Wo die Weißwurst schwimmen lernt...
Es wäre vermutlich stark übertrieben, wenn man die Geschichte der Neigetechnik-Züge in Deutschland glorifizieren würde: Mitte der 1980er Jahre beschäftigten sich kluge Köpfe bei der Deutschen Bundesbahn mit der Idee, wie man ohne den aufwendigen, zeitraubenden und vor allem extrem teuren Aus-, Um- oder Neubau von Schienenstrecken die Reisezeiten zwischen den Oberzentren verkürzen könnte. Fündig wurde man in Italien, wo die dortigen Staatsbahnen mit dem Einsatz von Neigetechnik-Zügen große Erfolge hatten.

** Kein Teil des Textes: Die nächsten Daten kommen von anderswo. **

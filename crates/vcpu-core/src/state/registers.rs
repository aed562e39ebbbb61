use crate::FaultCode;

/// Number of architecturally visible general-purpose registers (`R0..R7`).
pub const GENERAL_REGISTER_COUNT: usize = 8;

/// Architecturally visible general-purpose register identifier.
#[derive(Debug, Clone, Copy, PartialEq, Eq, Hash, PartialOrd, Ord)]
#[cfg_attr(feature = "serde", derive(serde::Deserialize, serde::Serialize))]
#[repr(u8)]
#[allow(missing_docs)]
pub enum GeneralRegister {
    R0 = 0,
    R1 = 1,
    R2 = 2,
    R3 = 3,
    R4 = 4,
    R5 = 5,
    R6 = 6,
    R7 = 7,
}

impl GeneralRegister {
    /// Ordered list of all general-purpose registers.
    pub const ALL: [Self; GENERAL_REGISTER_COUNT] = [
        Self::R0,
        Self::R1,
        Self::R2,
        Self::R3,
        Self::R4,
        Self::R5,
        Self::R6,
        Self::R7,
    ];

    /// Returns the array index for this register (`0..=7`).
    #[must_use]
    pub const fn index(self) -> usize {
        self as usize
    }

    /// Looks up a register by index.
    ///
    /// # Errors
    ///
    /// Returns [`FaultCode::InvalidRegister`] when `index > 7`.
    pub const fn from_index(index: u8) -> Result<Self, FaultCode> {
        match index {
            0 => Ok(Self::R0),
            1 => Ok(Self::R1),
            2 => Ok(Self::R2),
            3 => Ok(Self::R3),
            4 => Ok(Self::R4),
            5 => Ok(Self::R5),
            6 => Ok(Self::R6),
            7 => Ok(Self::R7),
            _ => Err(FaultCode::InvalidRegister),
        }
    }
}

impl std::fmt::Display for GeneralRegister {
    fn fmt(&self, f: &mut std::fmt::Formatter<'_>) -> std::fmt::Result {
        write!(f, "R{}", self.index())
    }
}

/// The five condition flags.
#[derive(Debug, Clone, Copy, PartialEq, Eq, Hash, Default)]
#[cfg_attr(feature = "serde", derive(serde::Deserialize, serde::Serialize))]
#[allow(clippy::struct_excessive_bools)]
pub struct FlagsSnapshot {
    /// Carry flag.
    pub cf: bool,
    /// Parity flag.
    pub pf: bool,
    /// Zero flag.
    pub zf: bool,
    /// Sign flag.
    pub sf: bool,
    /// Overflow flag.
    pub of: bool,
}

impl std::fmt::Display for FlagsSnapshot {
    fn fmt(&self, f: &mut std::fmt::Formatter<'_>) -> std::fmt::Result {
        write!(
            f,
            "CF={} PF={} ZF={} SF={} OF={}",
            u8::from(self.cf),
            u8::from(self.pf),
            u8::from(self.zf),
            u8::from(self.sf),
            u8::from(self.of)
        )
    }
}

/// Register file, flags, program counter and stack pointer.
#[derive(Debug, Clone, PartialEq, Eq, Default)]
#[cfg_attr(feature = "serde", derive(serde::Deserialize, serde::Serialize))]
pub struct ArchitecturalState {
    gpr: [u16; GENERAL_REGISTER_COUNT],
    pc: usize,
    sp: u16,
    flags: FlagsSnapshot,
}

impl ArchitecturalState {
    /// Creates a state with cleared registers and `SP` at `stack_top`.
    #[must_use]
    pub const fn with_stack_top(stack_top: u16) -> Self {
        Self {
            gpr: [0; GENERAL_REGISTER_COUNT],
            pc: 0,
            sp: stack_top,
            flags: FlagsSnapshot {
                cf: false,
                pf: false,
                zf: false,
                sf: false,
                of: false,
            },
        }
    }

    /// Reads a general-purpose register.
    #[must_use]
    pub const fn gpr(&self, reg: GeneralRegister) -> u16 {
        self.gpr[reg.index()]
    }

    /// Writes a general-purpose register.
    pub fn set_gpr(&mut self, reg: GeneralRegister, value: u16) {
        self.gpr[reg.index()] = value;
    }

    /// Returns a copy of the whole register file.
    #[must_use]
    pub const fn gprs(&self) -> [u16; GENERAL_REGISTER_COUNT] {
        self.gpr
    }

    /// Reads the program counter (an instruction index).
    #[must_use]
    pub const fn pc(&self) -> usize {
        self.pc
    }

    /// Writes the program counter.
    pub fn set_pc(&mut self, value: usize) {
        self.pc = value;
    }

    /// Reads the stack pointer (a data address).
    #[must_use]
    pub const fn sp(&self) -> u16 {
        self.sp
    }

    /// Writes the stack pointer.
    pub fn set_sp(&mut self, value: u16) {
        self.sp = value;
    }

    /// Reads the condition flags.
    #[must_use]
    pub const fn flags(&self) -> FlagsSnapshot {
        self.flags
    }

    /// Replaces all five condition flags.
    pub fn set_flags(&mut self, flags: FlagsSnapshot) {
        self.flags = flags;
    }
}

#[cfg(test)]
mod tests {
    use super::{ArchitecturalState, FlagsSnapshot, GeneralRegister, GENERAL_REGISTER_COUNT};
    use crate::FaultCode;

    #[test]
    fn register_count_and_lookup_match_architecture() {
        assert_eq!(GENERAL_REGISTER_COUNT, 8);

        for index in 0_u8..=7 {
            let reg = GeneralRegister::from_index(index).expect("valid register index");
            assert_eq!(reg.index(), usize::from(index));
            assert_eq!(reg.to_string(), format!("R{index}"));
        }

        assert_eq!(
            GeneralRegister::from_index(8),
            Err(FaultCode::InvalidRegister)
        );
    }

    #[test]
    fn general_register_file_tracks_each_register_independently() {
        let mut state = ArchitecturalState::default();

        for (offset, reg) in (0_u16..).zip(GeneralRegister::ALL.iter().copied()) {
            state.set_gpr(reg, 0x1000 + offset);
        }

        for (offset, reg) in (0_u16..).zip(GeneralRegister::ALL.iter().copied()) {
            assert_eq!(state.gpr(reg), 0x1000 + offset);
        }
        assert_eq!(state.gprs()[7], 0x1007);
    }

    #[test]
    fn stack_top_constructor_seeds_sp_only() {
        let state = ArchitecturalState::with_stack_top(4094);
        assert_eq!(state.sp(), 4094);
        assert_eq!(state.pc(), 0);
        assert_eq!(state.flags(), FlagsSnapshot::default());
        assert_eq!(state.gprs(), [0; GENERAL_REGISTER_COUNT]);
    }

    #[test]
    fn flags_are_replaced_as_a_whole() {
        let mut state = ArchitecturalState::default();
        let snapshot = FlagsSnapshot {
            cf: true,
            pf: false,
            zf: true,
            sf: false,
            of: true,
        };

        state.set_flags(snapshot);
        assert_eq!(state.flags(), snapshot);
        assert_eq!(state.flags().to_string(), "CF=1 PF=0 ZF=1 SF=0 OF=1");

        state.set_flags(FlagsSnapshot {
            pf: true,
            ..FlagsSnapshot::default()
        });
        assert!(!state.flags().cf);
        assert!(!state.flags().zf);
        assert!(state.flags().pf);
    }
}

Das Prinzip dahinter ist so simpel wie genial: Um den auf den Reisenden unangenehm wirkenden Fliehkräften entgegenzuwirken neigten sich die Wagenkästen der Züge wie ein Motorradfahrer in die Kurve. Durch diese Kompensation war es möglich die Strecken ohne teure Umbaumaßnahmen schneller zu befahren, was sich besonders auf sehr kurvenreichen Strecken positiv auf die Gesamtfahrzeit auswirkte. Die Geschwindigkeit der Züge konnte um bis zu 30 % gesteigert werden, die Fahrzeiten konnten verkürzt werden.

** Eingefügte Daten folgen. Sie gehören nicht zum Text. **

//! Memory-mapped peripherals reached through the address space.

/// Keyboard input queue.
pub mod keyboard;
/// Video buffer and text screen layout.
pub mod video;

pub use keyboard::KeyboardBuffer;
pub use video::{ScreenGeometry, VideoBuffer, DEFAULT_SCREEN_HEIGHT, DEFAULT_SCREEN_WIDTH};
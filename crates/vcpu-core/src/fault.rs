use thiserror::Error;

use crate::instruction::Mnemonic;

/// Fault taxonomy shared by the address space, parser and engine.
#[derive(Debug, Clone, Copy, PartialEq, Eq, Hash, Error)]
#[cfg_attr(feature = "serde", derive(serde::Deserialize, serde::Serialize))]
pub enum FaultCode {
    /// Instruction or data address outside its store, or not accessible.
    #[error("invalid memory address")]
    InvalidAddress,
    /// Register index outside `R0..R7`.
    #[error("invalid register")]
    InvalidRegister,
    /// Operand kind is not valid in this position (e.g. an immediate destination).
    #[error("invalid operand")]
    InvalidOperand,
    /// Instruction store capacity exceeded while loading.
    #[error("instruction memory overflow")]
    InstructionOverflow,
    /// Push would leave the reserved stack region.
    #[error("stack overflow")]
    StackOverflow,
    /// Pop from an empty stack.
    #[error("stack underflow")]
    StackUnderflow,
    /// Jump or call target not present in the label table.
    #[error("unknown label")]
    UnknownLabel,
    /// Division with a zero-valued divisor.
    #[error("division by zero")]
    DivisionByZero,
    /// Label defined more than once.
    #[error("duplicate label")]
    DuplicateLabel,
}

/// A fault raised while executing an instruction, with the instruction context.
#[derive(Debug, Clone, Copy, PartialEq, Eq, Hash, Error)]
#[cfg_attr(feature = "serde", derive(serde::Deserialize, serde::Serialize))]
#[error("{cause} at pc {pc} ({mnemonic})")]
pub struct ExecutionFault {
    /// Index of the faulting instruction.
    pub pc: usize,
    /// Mnemonic of the faulting instruction.
    pub mnemonic: Mnemonic,
    /// Fault raised by the instruction.
    pub cause: FaultCode,
}
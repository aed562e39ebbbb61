//! `key: value` machine configuration files.
//!
//! ```text
//! # 8 KiB of data, screen unchanged
//! data_memory_size: 8192
//! keyboard_buffer: 8191
//! ```
//!
//! Blank lines and `#` comments are ignored. Keys left out keep their
//! defaults; the assembled configuration is validated as a whole.

use std::str::FromStr;

use vcpu_core::{ConfigError, MachineConfig, ScreenGeometry};
use vcpu_core::peripherals::{DEFAULT_SCREEN_HEIGHT, DEFAULT_SCREEN_WIDTH};

use crate::errors::{ConfigFileError, ConfigFileErrorKind};

/// Machine layout plus how the driver draws the video window.
#[derive(Debug, Clone, PartialEq, Eq)]
pub struct DriverConfig {
    /// Memory layout handed to the core.
    pub machine: MachineConfig,
    /// Characters per screen row.
    pub screen_width: u16,
    /// Number of screen rows.
    pub screen_height: u16,
}

impl Default for DriverConfig {
    fn default() -> Self {
        Self {
            machine: MachineConfig::default(),
            screen_width: DEFAULT_SCREEN_WIDTH,
            screen_height: DEFAULT_SCREEN_HEIGHT,
        }
    }
}

impl DriverConfig {
    /// Screen layout described by the configuration.
    ///
    /// # Errors
    ///
    /// Returns [`ConfigError::InvalidScreen`] when a dimension is zero.
    pub const fn screen(&self) -> Result<ScreenGeometry, ConfigError> {
        ScreenGeometry::new(self.screen_width, self.screen_height)
    }

    /// Checks the machine layout and the screen dimensions.
    ///
    /// # Errors
    ///
    /// Returns the first rule the configuration breaks.
    pub fn validate(&self) -> Result<(), ConfigError> {
        self.machine.validate()?;
        self.screen().map(|_| ())
    }
}

const KEYS: [&str; 9] = [
    "instruction_memory_size",
    "data_memory_size",
    "keyboard_buffer",
    "video_memory_start",
    "video_memory_end",
    "stack_start",
    "stack_end",
    "screen_width",
    "screen_height",
];

/// Parses configuration text on top of the defaults.
///
/// Only syntax is checked here; call [`DriverConfig::validate`] for layout
/// rules.
///
/// # Errors
///
/// Returns the first malformed, unknown, duplicate or out-of-range line.
pub fn parse_config(text: &str) -> Result<DriverConfig, ConfigFileError> {
    let mut config = DriverConfig::default();
    let mut seen = Vec::new();

    for (index, raw) in text.lines().enumerate() {
        let line = index + 1;
        let fail = |kind| ConfigFileError { line, kind };

        let content = raw.split_once('#').map_or(raw, |(before, _)| before).trim();
        if content.is_empty() {
            continue;
        }

        let (key, value) = content
            .split_once(':')
            .map(|(key, value)| (key.trim(), value.trim()))
            .filter(|(key, value)| !key.is_empty() && !value.is_empty())
            .ok_or_else(|| fail(ConfigFileErrorKind::Malformed(content.to_owned())))?;

        if !KEYS.contains(&key) {
            return Err(fail(ConfigFileErrorKind::UnknownKey(key.to_owned())));
        }
        if seen.contains(&key) {
            return Err(fail(ConfigFileErrorKind::DuplicateKey(key.to_owned())));
        }
        seen.push(key);

        let machine = &mut config.machine;
        match key {
            "instruction_memory_size" => machine.instruction_memory_size = number(key, value, line)?,
            "data_memory_size" => machine.data_memory_size = number(key, value, line)?,
            "keyboard_buffer" => machine.keyboard_buffer = number(key, value, line)?,
            "video_memory_start" => machine.video_memory_start = number(key, value, line)?,
            "video_memory_end" => machine.video_memory_end = number(key, value, line)?,
            "stack_start" => machine.stack_start = number(key, value, line)?,
            "stack_end" => machine.stack_end = number(key, value, line)?,
            "screen_width" => config.screen_width = number(key, value, line)?,
            _ => config.screen_height = number(key, value, line)?,
        }
    }

    Ok(config)
}

fn number<T: FromStr>(key: &str, value: &str, line: usize) -> Result<T, ConfigFileError> {
    value.parse().map_err(|_| ConfigFileError {
        line,
        kind: ConfigFileErrorKind::InvalidValue {
            key: key.to_owned(),
            value: value.to_owned(),
        },
    })
}
//! Keyboard and video peripherals as seen by running programs.

use proptest as _;
use rstest as _;
#[cfg(feature = "serde")]
use serde as _;
use thiserror as _;
use tracing as _;

use rstest::rstest;
use vcpu_core::{
    EngineState, FaultCode, InputError, Machine, MachineConfig, ScreenGeometry, DEFAULT_KEYBOARD_BUFFER,
};

fn loaded(program: &str) -> Machine {
    let mut machine = Machine::new(MachineConfig::default()).expect("default config is valid");
    machine.load(program).expect("program parses");
    machine
}

#[test]
fn empty_keyboard_suspends_mov_until_input_arrives() {
    let mut machine = loaded("MOV R0, M4095\nADD R0, #1");

    assert_eq!(machine.run(None), EngineState::AwaitingInput);
    assert_eq!(machine.pc(), 0);
    assert_eq!(machine.retired(), 0);

    assert_eq!(machine.supply_input("42"), Ok(EngineState::Running));
    assert_eq!(machine.pc(), 1);
    assert_eq!(machine.run(None), EngineState::Halted);
    assert_eq!(machine.snapshot_registers()[0], 43);
}

#[test]
fn suspended_read_into_memory_stores_character_code() {
    let mut machine = loaded("MOV M2000, M4095\nMOV R1, M2000");
    assert_eq!(machine.run(None), EngineState::AwaitingInput);
    machine.supply_input("hello\n").expect("awaiting input");
    assert_eq!(machine.run(None), EngineState::Halted);
    assert_eq!(machine.snapshot_registers()[1], u16::from(b'h'));
}

#[test]
fn input_is_rejected_when_not_suspended() {
    let mut machine = loaded("MOV R0, #1");
    assert_eq!(
        machine.supply_input("1"),
        Err(InputError::NotAwaitingInput {
            state: EngineState::Ready
        })
    );
}

#[rstest]
#[case::add("MOV R0, #5\nADD R0, M4095\nMOV R1, #1", "7", 12)]
#[case::cmp("CMP M4095, #65\nJE hit\nMOV R0, #1\nhit: MOV R1, #1", "A", 0)]
#[case::push("PUSH M4095\nPOP R0\nMOV R1, #1", "300", 300)]
fn every_keyboard_reader_waits_for_input(
    #[case] program: &str,
    #[case] line: &str,
    #[case] r0: u16,
) {
    let mut machine = loaded(program);
    let first_read = usize::from(program.starts_with("MOV"));

    assert_eq!(machine.run(None), EngineState::AwaitingInput);
    assert_eq!(machine.pc(), first_read);
    assert_eq!(machine.retired(), u64::try_from(first_read).expect("small"));

    assert_eq!(machine.supply_input(line), Ok(EngineState::Running));
    assert_eq!(machine.run(None), EngineState::Halted);
    assert_eq!(machine.snapshot_registers()[0], r0);
    assert_eq!(machine.snapshot_registers()[1], 1);
}

#[test]
fn keyboard_reads_replace_the_whole_destination_word() {
    let mut machine = loaded("MOV R0, #65280\nMOV R0, M4095\nMOV R1, #65280\nMOV R1, M4095");
    machine.push_key(u16::from(b'B'));

    assert_eq!(machine.run(None), EngineState::AwaitingInput);
    assert_eq!(machine.snapshot_registers()[0], u16::from(b'B'));

    machine.supply_input("4660").expect("awaiting input");
    assert_eq!(machine.run(None), EngineState::Halted);
    assert_eq!(machine.snapshot_registers()[1], 4660);
}

#[test]
fn queued_keys_are_consumed_in_order() {
    let mut machine = loaded("MOV R0, M4095\nMOV R1, M4095\nMOV R2, M4095");
    machine.push_text("ab");
    machine.push_key(7);
    assert_eq!(machine.run(None), EngineState::Halted);
    assert_eq!(machine.snapshot_registers()[..3], [97, 98, 7]);
    assert!(machine.memory().keyboard().is_empty());
}

#[test]
fn writing_the_keyboard_cell_faults() {
    let mut machine = loaded(&format!("MOV M{DEFAULT_KEYBOARD_BUFFER}, #1"));
    assert_eq!(
        machine.run(None),
        EngineState::Failed(FaultCode::InvalidAddress)
    );
}

#[rstest]
#[case(1234, 210)]
#[case(72, 72)]
#[case(0x1FF, 0xFF)]
fn video_keeps_low_byte(#[case] written: u16, #[case] stored: u16) {
    let mut machine = loaded(&format!("MOV M10, #{written}\nMOV R0, M10"));
    assert_eq!(machine.run(None), EngineState::Halted);
    assert_eq!(machine.read_video_window()[10], stored);
    assert_eq!(machine.snapshot_registers()[0], stored);
}

#[test]
fn video_renders_as_text_rows() {
    let mut machine = loaded("MOV M0, #72\nMOV M1, #105\nMOV M100, #33");
    assert_eq!(machine.run(None), EngineState::Halted);

    let rows = ScreenGeometry::default().render_rows(machine.read_video_window());
    assert_eq!(rows.len(), 16);
    assert!(rows[0].starts_with("Hi "));
    assert!(rows[1].starts_with('!'));
    assert_eq!(rows[0].chars().count(), 100);
}

#[test]
fn video_survives_restart_but_data_does_not() {
    let mut machine = loaded("MOV M5, #65\nMOV M2000, #9");
    assert_eq!(machine.run(None), EngineState::Halted);
    machine.restart();

    assert_eq!(machine.read_video_window()[5], 65);
    assert_eq!(machine.memory().peek_data(2000), Ok(0));
}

Mit den 20 Triebwagen der Baureihe 610, welche 2014 größtenteils abgestellt wurden, begann im Nahverkehr zwischen Mittel- und Oberfranken das Neigetechnik-Zeitalter in Deutschland. Die Nachfolgebaureihen 611 und 612 machten jedoch eher durch Unzuverlässigkeit, Pannen und Ausfälle von sich reden. Hinzu kamen die hohen Einstiege der Züge, das Brummen und Dröhnen der unterflur angeordneten Aggregate sowie eine gewisse Enge im Fahrgastraum. Letzteres ist der Tatsache geschuldet, dass die Wagenkästen auch bei voller Neigung nicht die vorgesehenen Lichtraumprofile überschreiten durften um Kollisionen mit entgegenkommenden Züge, Bahnsteigen oder anderen Bauwerken entlang der Strecken zu vermeiden.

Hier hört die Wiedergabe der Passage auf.